The gray and black property has risen alongside 2 Journal Square Plaza, an office building developed in the 1980s by Hartz and Panepinto. Milano said the adjacent lot sat for years in anticipation of building another office property, but the developers moved to change its use to residential around six years ago.
Doing so required the assistance of the public sector, Milano said, noting that the project received a 30-year tax abatement from Jersey City and a $19.7 million tax credit from the state Economic Development Authority.
“All of them played a significant role in this development,” Milano said.
Designed by Marchetto Higgins Stieve, 3 Journal Square features apartments ranging from studios to three-bedroom units. Homes feature high-end finishes and appliances, while renters have access to amenities such as a state-of-the-art fitness center, spacious resident lounge and a rooftop deck with sweeping skyline views.
More than 40 percent of the apartments are occupied, with additional move-ins scheduled. Rents start in the $1,900s.
During Tuesday’s ceremony, Panepinto CEO and President Joseph A. Panepinto said the project will contribute to the vitality of the Journal Square neighborhood. He added that it has helped spur other residential developments nearby.
“This is what we do as a business community,” Panepinto said. “We don’t just take money out of the city. We put money back into the city and that’s been the mantra of Panepinto Properties for over 38 years. What’s good for Jersey City is good for us, and as long as the city thrives, we will all thrive.”
The property is about a block from another new residential development, a 53-story tower developed by Kushner Real Estate Group and National Real Estate Advisors. The building opened earlier this year and is the first of three phases for what’s known as Journal Squared, which has helped raise the profile of the neighborhood during its construction.
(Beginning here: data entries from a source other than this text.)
/// 根据百分制分数计算成绩等级
pub fn calculate_grade(score: f64) -> &'static str {
    if score >= 90.0 {
        "A+"
    } else if score >= 85.0 {
        "A"
    } else if score >= 80.0 {
        "A-"
    } else if score >= 75.0 {
        "B+"
    } else if score >= 70.0 {
        "B"
    } else if score >= 65.0 {
        "B-"
    } else if score >= 60.0 {
        "C+"
    } else if score >= 55.0 {
        "C"
    } else if score >= 50.0 {
        "C-"
    } else if score >= 45.0 {
        "D+"
    } else if score >= 40.0 {
        "D"
    } else {
        "F"
    }
}

#[cfg(test)]
mod tests {
    use super::*;

    #[test]
    fn test_grade_boundaries() {
        assert_eq!(calculate_grade(100.0), "A+");
        assert_eq!(calculate_grade(90.0), "A+");
        assert_eq!(calculate_grade(89.9), "A");
        assert_eq!(calculate_grade(85.0), "A");
        assert_eq!(calculate_grade(80.0), "A-");
        assert_eq!(calculate_grade(75.0), "B+");
        assert_eq!(calculate_grade(70.0), "B");
        assert_eq!(calculate_grade(65.0), "B-");
        assert_eq!(calculate_grade(60.0), "C+");
        assert_eq!(calculate_grade(55.0), "C");
        assert_eq!(calculate_grade(50.0), "C-");
        assert_eq!(calculate_grade(45.0), "D+");
        assert_eq!(calculate_grade(40.0), "D");
        assert_eq!(calculate_grade(39.9), "F");
        assert_eq!(calculate_grade(0.0), "F");
    }
}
Both projects have coincided with a push by Jersey City officials, led by Mayor Steven Fulop, to incentivize development away from the city’s downtown and waterfront. The mayor touted those efforts during Tuesday’s ceremony.
“Today, you see massive change and most of it is really, really positive,” Fulop said. “The thing we’re most proud about is what’s happening in Journal Square. … When you look forward just a few years, Journal Square really will become once again the center of Jersey City and we’re really proud of that. This is just another step in that direction.”
Tax abatements and state incentives have played a key role in steering development to the neighborhood, which has several other residential projects in the pipeline. Melissa Orsen, CEO of the Economic Development Authority, said it was especially gratifying to see the economic impact of such projects coming to fruition after supporting them through tax credits.
“It’s the construction jobs, it’s the actual jobs that are created from these programs, and then it’s the residents that are able to move in and then to further the life in Jersey City,” Orsen said. “So on behalf of EDA and the state, we couldn’t be more thrilled to be a part of this and we thank you for the beautiful work here.”